- **INPUT**:
<<<<

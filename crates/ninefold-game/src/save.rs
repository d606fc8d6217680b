//! Save-file snapshot and validation.

use ninefold_core::{Cell, DigitSet, FixedMask, Grid};
use serde::{Deserialize, Serialize};

/// Serialized form of a game in progress.
///
/// Pencil marks travel as raw bit masks. Undo and redo history is not part
/// of the snapshot.
#[derive(Debug, Clone, PartialEq, Eq, Serialize, Deserialize)]
pub(crate) struct SaveGame {
    pub(crate) solution: Grid,
    pub(crate) puzzle: Grid,
    pub(crate) board: Grid,
    pub(crate) fixed: FixedMask,
    pub(crate) pencil_marks: [[u16; 9]; 9],
    pub(crate) elapsed_seconds: u64,
}

/// Error from loading a save that is malformed or internally inconsistent.
#[derive(Debug, derive_more::Display, derive_more::Error)]
pub enum CorruptSaveError {
    /// The payload is not a decodable save game.
    #[display("malformed save payload: {source}")]
    Malformed {
        /// The underlying decode error.
        source: serde_json::Error,
    },
    /// A stored grid holds a value outside 0-9.
    #[display("cell {cell} holds out-of-range value {value}")]
    ValueOutOfRange {
        /// The offending cell.
        cell: Cell,
        /// The stored value.
        value: u8,
    },
    /// The stored solution is not a solved grid.
    #[display("stored solution is not a solved grid")]
    IncompleteSolution,
    /// The given mask disagrees with the puzzle grid.
    #[display("given mask disagrees with the puzzle at {cell}")]
    MaskMismatch {
        /// The offending cell.
        cell: Cell,
    },
    /// A puzzle given disagrees with the solution.
    #[display("puzzle given at {cell} disagrees with the solution")]
    GivenMismatch {
        /// The offending cell.
        cell: Cell,
    },
    /// The board disagrees with the puzzle on a given cell.
    #[display("board disagrees with the puzzle given at {cell}")]
    BoardMismatch {
        /// The offending cell.
        cell: Cell,
    },
    /// Stored pencil marks are invalid for a cell.
    #[display("invalid pencil marks {bits:#05x} at {cell}")]
    BadPencilMarks {
        /// The offending cell.
        cell: Cell,
        /// The stored mark bits.
        bits: u16,
    },
}

impl SaveGame {
    pub(crate) fn from_bytes(bytes: &[u8]) -> Result<Self, CorruptSaveError> {
        serde_json::from_slice(bytes).map_err(|source| CorruptSaveError::Malformed { source })
    }

    pub(crate) fn to_bytes(&self) -> Vec<u8> {
        serde_json::to_vec(self).expect("save snapshot serializes")
    }

    /// Checks the snapshot's internal consistency and decodes its pencil
    /// marks.
    pub(crate) fn validate(&self) -> Result<[[DigitSet; 9]; 9], CorruptSaveError> {
        // Range checks come first so the later grid queries cannot panic.
        for cell in Cell::ALL {
            for grid in [&self.solution, &self.puzzle, &self.board] {
                let value = grid.get(cell);
                if value > 9 {
                    return Err(CorruptSaveError::ValueOutOfRange { cell, value });
                }
            }
        }
        if !self.solution.is_solved() {
            return Err(CorruptSaveError::IncompleteSolution);
        }
        for cell in Cell::ALL {
            let given = self.puzzle.get(cell);
            if self.fixed.is_fixed(cell) != (given != 0) {
                return Err(CorruptSaveError::MaskMismatch { cell });
            }
            if given != 0 {
                if given != self.solution.get(cell) {
                    return Err(CorruptSaveError::GivenMismatch { cell });
                }
                if self.board.get(cell) != given {
                    return Err(CorruptSaveError::BoardMismatch { cell });
                }
            }
        }
        let mut marks = [[DigitSet::EMPTY; 9]; 9];
        for cell in Cell::ALL {
            let bits = self.pencil_marks[usize::from(cell.row())][usize::from(cell.col())];
            let Some(set) = DigitSet::try_from_bits(bits) else {
                return Err(CorruptSaveError::BadPencilMarks { cell, bits });
            };
            if self.board.get(cell) != 0 && !set.is_empty() {
                return Err(CorruptSaveError::BadPencilMarks { cell, bits });
            }
            marks[usize::from(cell.row())][usize::from(cell.col())] = set;
        }
        Ok(marks)
    }
}

#[cfg(test)]
mod tests {
    use super::*;

    const SOLVED: &str = "\
        123456789\
        456789123\
        789123456\
        234567891\
        567891234\
        891234567\
        345678912\
        678912345\
        912345678";

    const PUZZLE: &str = "\
        .23456789\
        4.6789123\
        78.123456\
        234.67891\
        5678.1234\
        89123.567\
        345678.12\
        6789123.5\
        91234567.";

    fn fixture() -> SaveGame {
        let solution: Grid = SOLVED.parse().expect("valid grid");
        let puzzle: Grid = PUZZLE.parse().expect("valid grid");
        let fixed = FixedMask::of_givens(&puzzle);
        SaveGame {
            solution,
            board: puzzle.clone(),
            puzzle,
            fixed,
            pencil_marks: [[0; 9]; 9],
            elapsed_seconds: 0,
        }
    }

    #[test]
    fn test_valid_snapshot_round_trips() {
        let save = fixture();
        let bytes = save.to_bytes();
        let loaded = SaveGame::from_bytes(&bytes).expect("valid payload");
        assert_eq!(loaded, save);
        assert!(loaded.validate().is_ok());
    }

    #[test]
    fn test_garbage_payload_is_malformed() {
        assert!(matches!(
            SaveGame::from_bytes(b"not a save"),
            Err(CorruptSaveError::Malformed { .. })
        ));
    }

    #[test]
    fn test_out_of_range_value_is_rejected() {
        let bytes = fixture().to_bytes();
        let mut value: serde_json::Value = serde_json::from_slice(&bytes).expect("valid json");
        value["board"][0][0] = serde_json::Value::from(12);
        let bytes = serde_json::to_vec(&value).expect("json serializes");
        let save = SaveGame::from_bytes(&bytes).expect("still decodable");
        assert!(matches!(
            save.validate(),
            Err(CorruptSaveError::ValueOutOfRange { value: 12, .. })
        ));
    }

    #[test]
    fn test_unsolved_solution_is_rejected() {
        let mut save = fixture();
        save.solution.set(Cell::new(0, 0), 0);
        assert!(matches!(
            save.validate(),
            Err(CorruptSaveError::IncompleteSolution)
        ));
    }

    #[test]
    fn test_mask_mismatch_is_rejected() {
        let mut save = fixture();
        save.puzzle.set(Cell::new(0, 1), 0);
        assert!(matches!(
            save.validate(),
            Err(CorruptSaveError::MaskMismatch { cell }) if cell == Cell::new(0, 1)
        ));
    }

    #[test]
    fn test_given_disagreeing_with_solution_is_rejected() {
        let mut save = fixture();
        save.puzzle.set(Cell::new(0, 1), 9);
        assert!(matches!(
            save.validate(),
            Err(CorruptSaveError::GivenMismatch { cell }) if cell == Cell::new(0, 1)
        ));
    }

    #[test]
    fn test_board_disagreeing_with_a_given_is_rejected() {
        let mut save = fixture();
        save.board.set(Cell::new(0, 1), 5);
        assert!(matches!(
            save.validate(),
            Err(CorruptSaveError::BoardMismatch { cell }) if cell == Cell::new(0, 1)
        ));
    }

    #[test]
    fn test_bad_pencil_mark_bits_are_rejected() {
        let mut save = fixture();
        save.pencil_marks[0][0] = 0x8000;
        assert!(matches!(
            save.validate(),
            Err(CorruptSaveError::BadPencilMarks { bits: 0x8000, .. })
        ));
    }

    #[test]
    fn test_pencil_marks_on_filled_cells_are_rejected() {
        let mut save = fixture();
        save.pencil_marks[0][1] = 0b1;
        assert!(matches!(
            save.validate(),
            Err(CorruptSaveError::BadPencilMarks { bits: 0b1, .. })
        ));
    }

    #[test]
    fn test_pencil_marks_on_empty_cells_are_decoded() {
        let mut save = fixture();
        save.pencil_marks[0][0] = 0b101;
        let marks = save.validate().expect("valid snapshot");
        assert_eq!(marks[0][0], DigitSet::from_iter([1, 3]));
    }
}
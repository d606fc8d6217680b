//! The 9×9 board.

use std::{fmt, str::FromStr};

use serde::{Deserialize, Serialize};

use crate::{Cell, DIGITS, DigitSet, House};

/// The 9×9 sudoku board.
///
/// Cells hold `0` for empty or a digit `1`-`9`. The board is stored
/// row-major.
///
/// A grid parses from and displays as an 81-character string in row-major
/// order, with `.` (or `0`) for empty cells and whitespace ignored:
///
/// ```
/// use ninefold_core::Grid;
///
/// let grid: Grid =
///     "53..7....6..195....98....6.8...6...34..8.3..17...2...6.6....28....419..5....8..79"
///         .parse()
///         .unwrap();
/// assert_eq!(grid.empty_count(), 51);
/// ```
#[derive(Debug, Clone, Default, PartialEq, Eq, Serialize, Deserialize)]
#[serde(transparent)]
pub struct Grid([[u8; 9]; 9]);

impl Grid {
    /// Creates an empty grid.
    #[must_use]
    pub const fn new() -> Self {
        Self([[0; 9]; 9])
    }

    /// Value at a cell: `0` if empty, otherwise the digit.
    #[must_use]
    pub fn get(&self, cell: Cell) -> u8 {
        self.0[usize::from(cell.row())][usize::from(cell.col())]
    }

    /// Writes a value to a cell. `0` clears the cell.
    ///
    /// # Panics
    ///
    /// Panics if `value` is greater than 9.
    pub fn set(&mut self, cell: Cell, value: u8) {
        assert!(value <= 9, "cell value must be between 0 and 9, got {value}");
        self.0[usize::from(cell.row())][usize::from(cell.col())] = value;
    }

    /// Returns whether every cell holds a digit.
    #[must_use]
    pub fn is_full(&self) -> bool {
        self.first_empty().is_none()
    }

    /// Number of empty cells.
    #[must_use]
    pub fn empty_count(&self) -> usize {
        Cell::ALL
            .iter()
            .filter(|&&cell| self.get(cell) == 0)
            .count()
    }

    /// First empty cell in row-major order, if any.
    #[must_use]
    pub fn first_empty(&self) -> Option<Cell> {
        Cell::ALL.into_iter().find(|&cell| self.get(cell) == 0)
    }

    /// Returns whether `value` could sit at `cell` without duplicating a
    /// digit in the cell's row, column, or block.
    ///
    /// The content of `cell` itself is ignored, so a digit already placed at
    /// `cell` is still a valid placement there.
    ///
    /// # Panics
    ///
    /// Panics if `value` is not in the range 1-9.
    ///
    /// # Examples
    ///
    /// ```
    /// use ninefold_core::{Cell, Grid};
    ///
    /// let mut grid = Grid::new();
    /// grid.set(Cell::new(0, 0), 5);
    ///
    /// assert!(!grid.is_placement_valid(Cell::new(0, 8), 5));
    /// assert!(grid.is_placement_valid(Cell::new(8, 8), 5));
    /// // The probed cell's own digit does not conflict with itself.
    /// assert!(grid.is_placement_valid(Cell::new(0, 0), 5));
    /// ```
    #[must_use]
    pub fn is_placement_valid(&self, cell: Cell, value: u8) -> bool {
        assert!(
            (1..=9).contains(&value),
            "placement value must be between 1 and 9, got {value}"
        );
        for i in 0..9 {
            let row_peer = Cell::new(cell.row(), i);
            if row_peer != cell && self.get(row_peer) == value {
                return false;
            }
            let col_peer = Cell::new(i, cell.col());
            if col_peer != cell && self.get(col_peer) == value {
                return false;
            }
            let block_peer = Cell::from_block(cell.block(), i);
            if block_peer != cell && self.get(block_peer) == value {
                return false;
            }
        }
        true
    }

    /// Set of digits that could sit at `cell` without conflict.
    #[must_use]
    pub fn candidates_at(&self, cell: Cell) -> DigitSet {
        let mut candidates = DigitSet::FULL;
        for digit in DIGITS {
            if !self.is_placement_valid(cell, digit) {
                candidates.remove(digit);
            }
        }
        candidates
    }

    /// First house containing a duplicated digit, if any.
    ///
    /// Rows are scanned first, then columns, then blocks. Empty cells never
    /// count as duplicates.
    #[must_use]
    pub fn house_violation(&self) -> Option<House> {
        House::ALL
            .into_iter()
            .find(|&house| self.has_duplicate(house))
    }

    fn has_duplicate(&self, house: House) -> bool {
        let mut seen = DigitSet::new();
        for cell in house.cells() {
            let value = self.get(cell);
            if value == 0 {
                continue;
            }
            if seen.contains(value) {
                return true;
            }
            seen.insert(value);
        }
        false
    }

    /// Returns whether the grid is completely and correctly filled.
    #[must_use]
    pub fn is_solved(&self) -> bool {
        self.is_full() && self.house_violation().is_none()
    }

    /// Renders the grid with block separators for terminal output.
    #[must_use]
    pub fn pretty(&self) -> String {
        let mut out = String::new();
        for row in 0u8..9 {
            if row > 0 && row % 3 == 0 {
                out.push_str("------+-------+------\n");
            }
            for col in 0u8..9 {
                if col > 0 {
                    out.push(' ');
                    if col % 3 == 0 {
                        out.push_str("| ");
                    }
                }
                match self.get(Cell::new(row, col)) {
                    0 => out.push('.'),
                    value => out.push(char::from(b'0' + value)),
                }
            }
            out.push('\n');
        }
        out
    }
}

/// Error from parsing a [`Grid`] from a string.
#[derive(Debug, Clone, PartialEq, Eq, derive_more::Display, derive_more::Error)]
pub enum ParseGridError {
    /// The input did not contain exactly 81 cell characters.
    #[display("expected 81 cells, found {count}")]
    BadLength {
        /// Number of cell characters found.
        count: usize,
    },
    /// A character was neither a digit nor an empty-cell marker.
    #[display("invalid cell character {character:?}")]
    BadCharacter {
        /// The offending character.
        character: char,
    },
}

impl FromStr for Grid {
    type Err = ParseGridError;

    fn from_str(s: &str) -> Result<Self, Self::Err> {
        let mut grid = Self::new();
        let mut cells = Cell::ALL.into_iter();
        let mut count = 0;
        for &byte in s.as_bytes() {
            if byte.is_ascii_whitespace() {
                continue;
            }
            let value = match byte {
                b'.' | b'0' => 0,
                b'1'..=b'9' => byte - b'0',
                _ => {
                    return Err(ParseGridError::BadCharacter {
                        character: char::from(byte),
                    });
                }
            };
            let Some(cell) = cells.next() else {
                return Err(ParseGridError::BadLength { count: count + 1 });
            };
            grid.set(cell, value);
            count += 1;
        }
        if cells.next().is_some() {
            return Err(ParseGridError::BadLength { count });
        }
        Ok(grid)
    }
}

impl fmt::Display for Grid {
    fn fmt(&self, f: &mut fmt::Formatter<'_>) -> fmt::Result {
        for cell in Cell::ALL {
            match self.get(cell) {
                0 => f.write_str(".")?,
                value => write!(f, "{value}")?,
            }
        }
        Ok(())
    }
}
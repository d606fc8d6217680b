//! Example demonstrating sudoku puzzle generation.
//!
//! This example shows how to:
//! - Create a `PuzzleGenerator` with a difficulty preset
//! - Generate a random puzzle or regenerate one from its seed
//! - Display the puzzle, solution, and seed
//! - Sample many puzzles in parallel and summarize them
//!
//! # Usage
//!
//! ```sh
//! cargo run --example generate_puzzle
//! ```
//!
//! Pick a difficulty preset or an exact empty-cell count:
//!
//! ```sh
//! cargo run --example generate_puzzle -- --difficulty high
//! cargo run --example generate_puzzle -- --difficulty 60 --allow-multiple-solutions
//! ```
//!
//! Regenerate a known puzzle from its seed (64 hex digits):
//!
//! ```sh
//! cargo run --example generate_puzzle -- --seed 7f3a9c0e5b2d84f1a6c47e90b3d15f28c9e06a4b7d2f8135e0a9c6b4d7f21e83
//! ```
//!
//! Sample a batch in parallel and report empty-cell statistics:
//!
//! ```sh
//! cargo run --example generate_puzzle -- --difficulty high --batch 100
//! ```

use std::process;

use clap::Parser;
use ninefold_generator::{
    Difficulty, GeneratedPuzzle, GenerationConfig, PuzzleGenerator, PuzzleSeed,
};
use rayon::prelude::*;

#[derive(Debug, Parser)]
#[command(author, version, about)]
struct Args {
    /// Difficulty preset (low, medium, high) or an exact empty-cell count.
    #[arg(long, value_name = "DIFFICULTY", default_value = "medium")]
    difficulty: Difficulty,

    /// Seed to regenerate a specific puzzle (64 hex digits).
    #[arg(long, value_name = "SEED")]
    seed: Option<PuzzleSeed>,

    /// Skip the uniqueness check while carving.
    #[arg(long)]
    allow_multiple_solutions: bool,

    /// Generate this many puzzles in parallel and report statistics.
    #[arg(long, value_name = "COUNT")]
    batch: Option<usize>,
}

fn main() {
    env_logger::init();
    let args = Args::parse();

    let config = GenerationConfig {
        difficulty: args.difficulty,
        ensure_unique: !args.allow_multiple_solutions,
    };
    let generator = PuzzleGenerator::new(config);

    if let Some(count) = args.batch {
        run_batch(&generator, count);
        return;
    }

    let result = match args.seed {
        Some(seed) => generator.generate_with_seed(seed),
        None => generator.generate(),
    };
    match result {
        Ok(generated) => print_puzzle(&generated),
        Err(error) => {
            eprintln!("{error}");
            process::exit(1);
        }
    }
}

fn run_batch(generator: &PuzzleGenerator, count: usize) {
    if count == 0 {
        eprintln!("--batch must be at least 1.");
        process::exit(1);
    }

    let empties = (0..count)
        .into_par_iter()
        .filter_map(|_| generator.generate().ok())
        .map(|generated| generated.puzzle.empty_count())
        .collect::<Vec<_>>();

    if empties.is_empty() {
        eprintln!("No puzzle could be generated.");
        process::exit(1);
    }

    let min = empties.iter().copied().min().unwrap();
    let max = empties.iter().copied().max().unwrap();
    let total: usize = empties.iter().sum();
    #[expect(clippy::cast_precision_loss)]
    let mean = total as f64 / empties.len() as f64;

    println!("Batch:");
    println!("  Puzzles: {}", empties.len());
    println!("  Empty cells: min {min}, mean {mean:.1}, max {max}");
}

fn print_puzzle(generated: &GeneratedPuzzle) {
    println!("Seed:");
    println!("  {}", generated.seed);
    println!();

    println!("Puzzle ({} empty cells):", generated.puzzle.empty_count());
    println!("{}", indent(&generated.puzzle.pretty()));
    println!();
    println!("  {}", generated.puzzle);
    println!();

    println!("Solution:");
    println!("  {}", generated.solution);
}

fn indent(text: &str) -> String {
    text.lines()
        .map(|line| format!("  {line}"))
        .collect::<Vec<_>>()
        .join("\n")
}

>>>>

Your response should be the count of lines in the material above that contain "bool", with nothing added.

5